La información adecuada 

La curiosidad sobre las diferencias sexuales se plantea antes de los tres años, y a los cuatro es habitual que aparezcan preguntas sobre cómo se nace.

La naturaleza psicológica del niño tiene el deseo de investigar y comprender el mundo, entender su cuerpo y saber sobre su origen.

Si se le hurta la información sobre la sexualidad, ésta quedará como algo de lo que no se puede hablar y se relacionará con lo prohibido.

Cuando se le enseña a nombrar las partes del cuerpo, conviene nombrar el sexo con las palabras ‘vagina’ y ‘pene’, evitando términos como ‘cosita’, ‘pito’, etc.

El niño tiene derecho a saber sobre el sexo en la medida en que lo desee, porque es el que marca la medida de su capacidad para entenderlo.

Si no se le informa como algo que le pertenece y que tendrá un desarrollo, se le impedirá vivir la sexualidad de una forma sana.
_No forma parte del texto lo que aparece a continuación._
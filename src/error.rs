use thiserror::Error;

/// Reasons an [`crate::ArenaConfig`] is rejected by [`crate::Arena::new`].
#[derive(Copy, Clone, Debug, PartialEq, Eq, Error)]
pub enum ConfigError {
    #[error("arena capacity {0} is not a power of two")]
    CapacityNotPowerOfTwo(usize),
    #[error("minimum chunk size {0} is not a power of two")]
    MinChunkNotPowerOfTwo(usize),
    #[error("minimum chunk size {min_chunk_size} is below the required {required} bytes")]
    MinChunkTooSmall { min_chunk_size: usize, required: usize },
    #[error("arena capacity {capacity} must be larger than the minimum chunk size {min_chunk_size}")]
    CapacityTooSmall { capacity: usize, min_chunk_size: usize },
    #[error("arena capacity {capacity} exceeds the maximum of {max} bytes")]
    CapacityTooLarge { capacity: usize, max: usize },
}

/// Errors reported by the allocation operations of an [`crate::Arena`].
///
/// Running out of space is not an error: exhausted and zero sized requests
/// return `Ok(None)`.
#[derive(Copy, Clone, Debug, PartialEq, Eq, Error)]
pub enum AllocError {
    #[error("failed to reserve {capacity} bytes for the arena")]
    InitFailed { capacity: usize },
    #[error("requested size overflows the allocator's size arithmetic")]
    SizeOverflow,
    #[error("pointer {address:#x} does not belong to a region of this arena")]
    InvalidPointer { address: usize },
    #[error("pointer {address:#x} was already freed")]
    DoubleFree { address: usize },
}
use super::constants::HEADER_SIZE;
use super::error::AllocError;

/// The power of two bucket a request is served from, header included.
#[derive(Copy, Clone, Debug, PartialEq, Eq, PartialOrd, Ord)]
pub struct SizeClass(usize);

impl SizeClass {
    pub fn get_for_size(request: usize, min_chunk: usize) -> Result<SizeClass, AllocError> {
        debug_assert!(min_chunk.is_power_of_two());

        let needed = request
            .checked_add(HEADER_SIZE)
            .ok_or(AllocError::SizeOverflow)?;
        let size = needed
            .checked_next_power_of_two()
            .ok_or(AllocError::SizeOverflow)?;

        Ok(SizeClass(size.max(min_chunk)))
    }

    pub fn size(&self) -> usize {
        self.0
    }
}
pub const HEADER_SIZE: usize = 8;

// Payloads start HEADER_SIZE bytes into a region, and regions start on
// multiples of the minimum chunk size.
pub const ALIGNMENT: usize = 8;

// Smallest payload a minimum sized chunk must be able to hold.
pub const MIN_PAYLOAD: usize = 16;
pub const MIN_CHUNK_FLOOR: usize = MIN_PAYLOAD + HEADER_SIZE;

// Region sizes are stored as u32 in the header.
pub const MAX_ARENA_SIZE: usize = 1 << 31;

pub const DEFAULT_ARENA_SIZE: usize = 0x100000;
pub const DEFAULT_MIN_CHUNK_SIZE: usize = 0x20;
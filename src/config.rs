use super::constants::{
    DEFAULT_ARENA_SIZE, DEFAULT_MIN_CHUNK_SIZE, MAX_ARENA_SIZE, MIN_CHUNK_FLOOR,
};
use super::error::ConfigError;

/// This structure contains the settings an arena is created with. They are
/// fixed for the lifetime of the arena.
#[derive(Copy, Clone, Debug, PartialEq, Eq)]
pub struct ArenaConfig {
    /// Total number of bytes reserved for the arena, headers included.
    /// Must be a power of two, larger than the minimum chunk size, and no
    /// larger than 2^31.
    pub capacity: usize,
    /// The smallest region the arena will carve out, header included. Every
    /// request is rounded up to at least this size. Must be a power of two
    /// of at least 32 bytes (16 bytes of payload plus the header, rounded up).
    pub min_chunk_size: usize,
}

impl ArenaConfig {
    pub fn new(capacity: usize, min_chunk_size: usize) -> Self {
        Self {
            capacity,
            min_chunk_size,
        }
    }

    pub fn validate(&self) -> Result<(), ConfigError> {
        if !self.min_chunk_size.is_power_of_two() {
            return Err(ConfigError::MinChunkNotPowerOfTwo(self.min_chunk_size));
        }

        if self.min_chunk_size < MIN_CHUNK_FLOOR {
            return Err(ConfigError::MinChunkTooSmall {
                min_chunk_size: self.min_chunk_size,
                required: MIN_CHUNK_FLOOR,
            });
        }

        if !self.capacity.is_power_of_two() {
            return Err(ConfigError::CapacityNotPowerOfTwo(self.capacity));
        }

        if self.capacity <= self.min_chunk_size {
            return Err(ConfigError::CapacityTooSmall {
                capacity: self.capacity,
                min_chunk_size: self.min_chunk_size,
            });
        }

        if self.capacity > MAX_ARENA_SIZE {
            return Err(ConfigError::CapacityTooLarge {
                capacity: self.capacity,
                max: MAX_ARENA_SIZE,
            });
        }

        Ok(())
    }
}

impl Default for ArenaConfig {
    /// A 1 MiB arena carved into chunks of at least 32 bytes.
    fn default() -> Self {
        Self::new(DEFAULT_ARENA_SIZE, DEFAULT_MIN_CHUNK_SIZE)
    }
}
Y además corre el riesgo de enterarse de forma errónea.

Háblales de sexo y amor 

Cuando un niño pregunta sobre el origen de su vida, hay que explicarle el acto sexual, pero hay que hablarle también de amor.

Se recomienda contestar a esta pregunta remitiéndose al deseo de vivir del hijo, por ejemplo: ‘Tu querías nacer y nosotros queríamos tener un hijo. Nos encontramos los tres y tú comenzaste a crecer en mi vientre’. El acto sexual no lo explica todo. Si sólo les contamos la esfera fisiológica, convertimos, al cuerpo en mera carne.
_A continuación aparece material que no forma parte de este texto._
//! A fixed capacity buddy arena allocator.
//!
//! An [`Arena`] reserves a single power of two sized buffer up front and
//! serves every allocation out of it, without going back to the global
//! allocator. The buffer is partitioned into power of two regions, each
//! prefixed by an 8 byte header holding a free flag and the region's size.
//! Requests are rounded up to the smallest region that fits them, larger free
//! regions are split in half until they match, and free buddies are merged
//! back together when the arena runs short.
//! ```rust
//! use buddypit::{Arena, ArenaConfig};
//!
//! let mut arena = Arena::new(ArenaConfig::default()).unwrap();
//! let ptr = arena.alloc(10).unwrap().expect("arena has room");
//!
//! unsafe { ptr.as_ptr().write_bytes(7, 10) };
//!
//! assert_eq!(ptr.as_ptr() as usize % 8, 0);
//! assert_eq!(arena.usable_size(ptr).unwrap(), 24);
//! arena.free(ptr).unwrap();
//! ```
//!
//! Running out of space is not an error: requests that can't be served, and
//! zero sized requests, return `Ok(None)`. Errors are reserved for pointers
//! the arena didn't hand out, double frees, size arithmetic that overflows
//! and failing to reserve the buffer.
//! ```rust
//! use buddypit::{AllocError, Arena, ArenaConfig};
//!
//! let mut arena = Arena::new(ArenaConfig::new(256, 32)).unwrap();
//!
//! assert_eq!(arena.alloc(0), Ok(None));
//! assert_eq!(arena.alloc(1000), Ok(None));
//!
//! let ptr = arena.alloc(100).unwrap().unwrap();
//! arena.free(ptr).unwrap();
//!
//! assert!(matches!(arena.free(ptr), Err(AllocError::DoubleFree { .. })));
//! ```
//!
//! An arena is not thread safe. It can be moved to another thread, but
//! callers sharing one must serialize access to it themselves.
mod arena;
mod buffer;
mod coalesce;
mod config;
mod constants;
mod error;
mod find;
mod heap;
mod region;
mod size_class;
mod split;
mod stats;

pub use arena::Arena;
pub use config::ArenaConfig;
pub use constants::{ALIGNMENT, HEADER_SIZE};
pub use error::{AllocError, ConfigError};
pub use heap::RegionIter;
pub use region::{RegionInfo, RegionState};
pub use stats::ArenaStats;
Hablar con los hijos es conveniente siempre que ellos quieran, y hay que dejarlo cuando no deseen más información. Ellos la irán pidiendo según sea su maduración psicológica.

Pero si pretenden conocer detalles de nuestra vida sexual, entonces hay que decirles que no les incumbe, pues pertenece al ámbito de nuestra intimidad.

De la misma forma, cuando comienzan a masturbarse, conviene informarles de que es algo para hacer en privado. Además de sexo, hay que hablarles de amor y de placer.

Cuestión de naturalidad

Es normal que los niños comiencen a hacer preguntas sobre el sexo a partir de los dos años. Si a los seis o siete no lo han hecho, hay que provocar momentos en que se les explique.

Hay que decirles que el acto sexual sólo puede realizarse cuando el cuerpo del niño ha alcanzado el estado adulto. Conviene señalarles que no se puede hacer con el hermano o con la hermana, con el padre o con la madre. Hay que hablarles de que el sexo es una conjunción de deseo, placer y amor.

Se debe contestar siempre de forma sencilla y clara a todas sus preguntas. No es conveniente escandalizarse por sus juegos. Si consideramos conveniente interrumpirles, hagámoslo de forma discreta, sin culpabilizarlos. La masturbación infantil es la manera que tienen de investigar su cuerpo.